WHAT YOU NEED TO DO:
Each entry below should be retyped exactly, with nothing omitted.

(Records from a dataset)
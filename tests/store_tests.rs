//! Tests for Store
//!
//! These tests verify:
//! - Directory layout on open
//! - Configuration validation
//! - Table listing
//! - encrypt/decrypt pass-through

use jsondb::config::Config;
use jsondb::crypto::KdfParams;
use jsondb::{JsonDbError, Store};
use serde_json::json;
use tempfile::TempDir;

// =============================================================================
// Helper Functions
// =============================================================================

fn fast_kdf() -> KdfParams {
    KdfParams {
        log_n: 8,
        r: 8,
        p: 1,
    }
}

fn setup_temp_store() -> (TempDir, Store) {
    let temp_dir = TempDir::new().unwrap();
    let config = Config::builder().root(temp_dir.path()).build();
    let store = Store::open(config).unwrap();
    (temp_dir, store)
}

// =============================================================================
// Open / Layout Tests
// =============================================================================

#[test]
fn test_open_creates_namespace_directory() {
    let temp_dir = TempDir::new().unwrap();
    let config = Config::builder()
        .root(temp_dir.path())
        .namespace("pushy")
        .build();

    let store = Store::open(config).unwrap();

    let expected = temp_dir.path().join(".databases").join("db-pushy");
    assert!(expected.is_dir());
    assert_eq!(store.root(), std::fs::canonicalize(&expected).unwrap());
}

#[test]
fn test_open_uses_default_namespace() {
    let (temp, _store) = setup_temp_store();

    assert!(temp.path().join(".databases").join("db-default").is_dir());
}

#[test]
fn test_reopen_sees_existing_entries() {
    let temp_dir = TempDir::new().unwrap();

    let first = Store::open_path(temp_dir.path()).unwrap();
    first
        .table("users")
        .unwrap()
        .create_entry()
        .unwrap()
        .merge(json!({"name": "a"}))
        .unwrap();
    drop(first);

    let second = Store::open_path(temp_dir.path()).unwrap();
    assert_eq!(second.table("users").unwrap().count().unwrap(), 1);
}

#[test]
fn test_entry_file_layout() {
    let (temp, store) = setup_temp_store();

    let entry = store.table("users").unwrap().create_entry().unwrap();

    let expected = temp
        .path()
        .join(".databases")
        .join("db-default")
        .join("users")
        .join(format!("{}.json", entry.id()));
    assert!(expected.is_file());
}

// =============================================================================
// Configuration Tests
// =============================================================================

#[test]
fn test_encrypt_without_key_is_config_error() {
    let temp_dir = TempDir::new().unwrap();
    let config = Config::builder().root(temp_dir.path()).encrypt(true).build();

    let result = Store::open(config);

    assert!(matches!(result, Err(JsonDbError::Config(_))));
    // Nothing is created for a rejected config
    assert!(!temp_dir.path().join(".databases").exists());
}

#[test]
fn test_encrypt_with_empty_key_is_config_error() {
    let temp_dir = TempDir::new().unwrap();
    let config = Config::builder()
        .root(temp_dir.path())
        .encrypt(true)
        .key("")
        .build();

    assert!(matches!(Store::open(config), Err(JsonDbError::Config(_))));
}

#[test]
fn test_invalid_namespace_is_config_error() {
    let temp_dir = TempDir::new().unwrap();

    for namespace in ["", "a/b", ".."] {
        let config = Config::builder()
            .root(temp_dir.path())
            .namespace(namespace)
            .build();
        assert!(
            matches!(Store::open(config), Err(JsonDbError::Config(_))),
            "namespace {:?} should be rejected",
            namespace
        );
    }
}

#[test]
fn test_config_debug_redacts_key() {
    let config = Config::builder().encrypt(true).key("hunter2").build();

    let printed = format!("{:?}", config);

    assert!(!printed.contains("hunter2"));
    assert!(printed.contains("REDACTED"));
}

#[test]
fn test_config_defaults() {
    let config = Config::default();

    assert_eq!(config.namespace, "default");
    assert_eq!(config.root, std::path::PathBuf::from("./.data"));
    assert!(!config.encrypt);
    assert!(config.key.is_none());
    assert_eq!(config.kdf, KdfParams::default());
}

// =============================================================================
// Table Listing Tests
// =============================================================================

#[test]
fn test_tables_lists_created_tables() {
    let (_temp, store) = setup_temp_store();

    store.table("users").unwrap();
    store.table("sessions").unwrap();

    assert_eq!(store.tables().unwrap(), vec!["sessions", "users"]);
}

#[test]
fn test_invalid_table_name_is_validation_error() {
    let (_temp, store) = setup_temp_store();

    for name in ["", "..", "a/b", "a\\b"] {
        assert!(
            matches!(store.table(name), Err(JsonDbError::Validation(_))),
            "table name {:?} should be rejected",
            name
        );
    }
}

// =============================================================================
// Encrypt / Decrypt Pass-through Tests
// =============================================================================

#[test]
fn test_store_encrypt_decrypt_roundtrip() {
    let temp_dir = TempDir::new().unwrap();
    let config = Config::builder()
        .root(temp_dir.path())
        .encrypt(true)
        .key("p")
        .kdf(fast_kdf())
        .build();
    let store = Store::open(config).unwrap();

    let blob = store.encrypt("session-token").unwrap();

    assert_ne!(blob, "session-token");
    assert_eq!(store.decrypt(&blob).unwrap(), "session-token");
}

#[test]
fn test_encrypt_on_plain_store_is_config_error() {
    let (_temp, store) = setup_temp_store();

    assert!(!store.is_encrypted());
    assert!(matches!(store.encrypt("x"), Err(JsonDbError::Config(_))));
}

#[test]
fn test_namespaces_derive_distinct_keys() {
    let temp_dir = TempDir::new().unwrap();
    let open = |namespace: &str| {
        Store::open(
            Config::builder()
                .root(temp_dir.path())
                .namespace(namespace)
                .encrypt(true)
                .key("same-password")
                .kdf(fast_kdf())
                .build(),
        )
        .unwrap()
    };
    let a = open("a");
    let b = open("b");

    let blob = a.encrypt("hello").unwrap();

    assert_eq!(a.decrypt(&blob).unwrap(), "hello");
    // A different salt gives a different key: padding failure or garbage
    match b.decrypt(&blob) {
        Ok(plaintext) => assert_ne!(plaintext, "hello"),
        Err(e) => assert!(matches!(e, JsonDbError::Crypto(_))),
    }
}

FINAL ANSWER:
filename tests/store_tests.rs
//! Tests for Store
//!
//! These tests verify:
//! - Directory layout on open
//! - Configuration validation
//! - Table listing
//! - encrypt/decrypt pass-through

use jsondb::config::Config;
use jsondb::crypto::KdfParams;
use jsondb::{JsonDbError, Store};
use serde_json::json;
use tempfile::TempDir;

// =============================================================================
// Helper Functions
// =============================================================================

fn fast_kdf() -> KdfParams {
    KdfParams {
        log_n: 8,
        r: 8,
        p: 1,
    }
}

fn setup_temp_store() -> (TempDir, Store) {
    let temp_dir = TempDir::new().unwrap();
    let config = Config::builder().root(temp_dir.path()).build();
    let store = Store::open(config).unwrap();
    (temp_dir, store)
}

// =============================================================================
// Open / Layout Tests
// =============================================================================

#[test]
fn test_open_creates_namespace_directory() {
    let temp_dir = TempDir::new().unwrap();
    let config = Config::builder()
        .root(temp_dir.path())
        .namespace("pushy")
        .build();

    let store = Store::open(config).unwrap();

    let expected = temp_dir.path().join(".databases").join("db-pushy");
    assert!(expected.is_dir());
    assert_eq!(store.root(), std::fs::canonicalize(&expected).unwrap());
}

#[test]
fn test_open_uses_default_namespace() {
    let (temp, _store) = setup_temp_store();

    assert!(temp.path().join(".databases").join("db-default").is_dir());
}

#[test]
fn test_reopen_sees_existing_entries() {
    let temp_dir = TempDir::new().unwrap();

    let first = Store::open_path(temp_dir.path()).unwrap();
    first
        .table("users")
        .unwrap()
        .create_entry()
        .unwrap()
        .merge(json!({"name": "a"}))
        .unwrap();
    drop(first);

    let second = Store::open_path(temp_dir.path()).unwrap();
    assert_eq!(second.table("users").unwrap().count().unwrap(), 1);
}

#[test]
fn test_entry_file_layout() {
    let (temp, store) = setup_temp_store();

    let entry = store.table("users").unwrap().create_entry().unwrap();

    let expected = temp
        .path()
        .join(".databases")
        .join("db-default")
        .join("users")
        .join(format!("{}.json", entry.id()));
    assert!(expected.is_file());
}

// =============================================================================
// Configuration Tests
// =============================================================================

#[test]
fn test_encrypt_without_key_is_config_error() {
    let temp_dir = TempDir::new().unwrap();
    let config = Config::builder().root(temp_dir.path()).encrypt(true).build();

    let result = Store::open(config);

    assert!(matches!(result, Err(JsonDbError::Config(_))));
    // Nothing is created for a rejected config
    assert!(!temp_dir.path().join(".databases").exists());
}

#[test]
fn test_encrypt_with_empty_key_is_config_error() {
    let temp_dir = TempDir::new().unwrap();
    let config = Config::builder()
        .root(temp_dir.path())
        .encrypt(true)
        .key("")
        .build();

    assert!(matches!(Store::open(config), Err(JsonDbError::Config(_))));
}

#[test]
fn test_invalid_namespace_is_config_error() {
    let temp_dir = TempDir::new().unwrap();

    for namespace in ["", "a/b", ".."] {
        let config = Config::builder()
            .root(temp_dir.path())
            .namespace(namespace)
            .build();
        assert!(
            matches!(Store::open(config), Err(JsonDbError::Config(_))),
            "namespace {:?} should be rejected",
            namespace
        );
    }
}

#[test]
fn test_config_debug_redacts_key() {
    let config = Config::builder().encrypt(true).key("hunter2").build();

    let printed = format!("{:?}", config);

    assert!(!printed.contains("hunter2"));
    assert!(printed.contains("REDACTED"));
}

#[test]
fn test_config_defaults() {
    let config = Config::default();

    assert_eq!(config.namespace, "default");
    assert_eq!(config.root, std::path::PathBuf::from("./.data"));
    assert!(!config.encrypt);
    assert!(config.key.is_none());
    assert_eq!(config.kdf, KdfParams::default());
}

// =============================================================================
// Table Listing Tests
// =============================================================================

#[test]
fn test_tables_lists_created_tables() {
    let (_temp, store) = setup_temp_store();

    store.table("users").unwrap();
    store.table("sessions").unwrap();

    assert_eq!(store.tables().unwrap(), vec!["sessions", "users"]);
}

#[test]
fn test_invalid_table_name_is_validation_error() {
    let (_temp, store) = setup_temp_store();

    for name in ["", "..", "a/b", "a\\b"] {
        assert!(
            matches!(store.table(name), Err(JsonDbError::Validation(_))),
            "table name {:?} should be rejected",
            name
        );
    }
}

// =============================================================================
// Encrypt / Decrypt Pass-through Tests
// =============================================================================

#[test]
fn test_store_encrypt_decrypt_roundtrip() {
    let temp_dir = TempDir::new().unwrap();
    let config = Config::builder()
        .root(temp_dir.path())
        .encrypt(true)
        .key("p")
        .kdf(fast_kdf())
        .build();
    let store = Store::open(config).unwrap();

    let blob = store.encrypt("session-token").unwrap();

    assert_ne!(blob, "session-token");
    assert_eq!(store.decrypt(&blob).unwrap(), "session-token");
}

#[test]
fn test_encrypt_on_plain_store_is_config_error() {
    let (_temp, store) = setup_temp_store();

    assert!(!store.is_encrypted());
    assert!(matches!(store.encrypt("x"), Err(JsonDbError::Config(_))));
}

#[test]
fn test_namespaces_derive_distinct_keys() {
    let temp_dir = TempDir::new().unwrap();
    let open = |namespace: &str| {
        Store::open(
            Config::builder()
                .root(temp_dir.path())
                .namespace(namespace)
                .encrypt(true)
                .key("same-password")
                .kdf(fast_kdf())
                .build(),
        )
        .unwrap()
    };
    let a = open("a");
    let b = open("b");

    let blob = a.encrypt("hello").unwrap();

    assert_eq!(a.decrypt(&blob).unwrap(), "hello");
    // A different salt gives a different key: padding failure or garbage
    match b.decrypt(&blob) {
        Ok(plaintext) => assert_ne!(plaintext, "hello"),
        Err(e) => assert!(matches!(e, JsonDbError::Crypto(_))),
    }
}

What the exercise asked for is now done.